For starters, CEO Taylor Little noted that his business was more than healthy before COVID-19 showed up, and he has yet to see evidence of fissures in his financial wellness.
“Our portfolio is performing very, very well,” he said. “We wouldn't expect to see any major changes at this point. We have yet to see massive amounts of unemployment or business failure which would lead to loan default. But it's a situation where monitoring obviously very carefully and we are the process of starting a new committee to make sure we're vigilant. We are monitoring the portfolio and identifying and potential changes through the data that we have.”
But that’s not to say it is business as usual at Neighbourhood Holdings. For starters, the headquarters office is much less populated nowadays.
“We have a really robust work from home policy,” Little continued. “We have started requiring people to work remote.
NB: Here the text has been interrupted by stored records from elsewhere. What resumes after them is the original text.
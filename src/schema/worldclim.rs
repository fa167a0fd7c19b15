//! Built-in WorldClim 2.1 schema.
//!
//! Historical climate normals for 1970-2000 plus the CMIP6 downscaled
//! projection stored alongside them.

use super::definition::{ClimatePeriod, ClimateSchema, ClimateVariable};

pub const MONTHS: usize = 12;

/// BIO1 (annual mean temperature) through BIO19 (precipitation of coldest quarter)
pub const BIOCLIM_VARIABLES: usize = 19;

pub const HISTORICAL_PERIOD: &str = "1970-2000";

/// Average/minimum/maximum temperature, precipitation, solar radiation, wind speed, water vapour pressure
pub const HISTORICAL_MONTHLY_VARIABLES: &[&str] =
    &["tavg", "tmin", "tmax", "prec", "srad", "wind", "vapr"];

pub const FUTURE_MONTHLY_VARIABLES: &[&str] = &["tmin", "tmax", "prec"];

/// (period, global climate model, shared socio-economic pathway)
pub const FUTURE_PROJECTIONS: &[(&str, &str, &str)] = &[("2021-2040", "MPI-ESM1-2-HR", "ssp370")];

impl ClimateSchema {
    /// The schema of the WorldClim grid-cell collection.
    pub fn worldclim() -> Self {
        let mut historical: Vec<ClimateVariable> = HISTORICAL_MONTHLY_VARIABLES
            .iter()
            .map(|name| ClimateVariable::monthly(*name))
            .collect();
        historical.push(ClimateVariable::series("bio", BIOCLIM_VARIABLES));
        historical.push(ClimateVariable::scalar("elev"));

        let mut periods = vec![ClimatePeriod::new([HISTORICAL_PERIOD], historical)];

        for (period, model, pathway) in FUTURE_PROJECTIONS {
            let mut variables: Vec<ClimateVariable> = FUTURE_MONTHLY_VARIABLES
                .iter()
                .map(|name| ClimateVariable::monthly(*name))
                .collect();
            variables.push(ClimateVariable::series("bio", BIOCLIM_VARIABLES));
            periods.push(ClimatePeriod::new([*period, *model, *pathway], variables));
        }

        Self::new(periods)
    }
}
To the extent some people need to be in the office, we are making sure there's not more than just a few in the office at any given time.”
Little acknowledged that he would prefer not having to take this precaution, stating that wants “to see people in the office – I like working together and I love our team. But we have a lot of team members who do work from home, either on a regular or ad hoc basis. So, when it came time to move the whole office remote, it was a pretty easy transition for us, other than the fact that people like working together and it is hard to do that when you're working remote. We've got really good communication channels daily check in video conferencing.”
The telecommuting set-up is not putting a crimp on Neighbourhood Holdings’ customer outreach, with Little reporting that his company is “still operating business as usual in terms of existing commitments. We are still closing deals – we funded a number of deals today – and we're still committing on new deals.” Nonetheless, some unexpected hiccups are in need of being addressed.
“There are a few things that we've identified today that need some consideration, such as closing mechanics,” he continued. “If we are using a solicitor that isn't in their office, how are they going to accommodate signatures? We are making sure that our service providers also have good sort of remote work environments, including electronic signatures, will be interesting.”
Little also pointed out working with appraisers will be an issue to address, especially since that profession is supposed to be out and about in the field. However, Little noted that “some appraisal groups have already implemented plans to adapt to COVID restrictions” and he is monitoring how that aspect of the origination process will play out.
But how long can this situation work for Little?
“Well, that that's probably the billion-dollar question,” he remarked, predicting that the end of the crisis is predicated on stopping the virus’ spread and the government keeping a proactive strategy to ensure economic viability. “We're not in an underlying credit crisis. Today, we're in a scenario that's much closer to 9/11. We have to be able to absorb the shock and keep things moving.”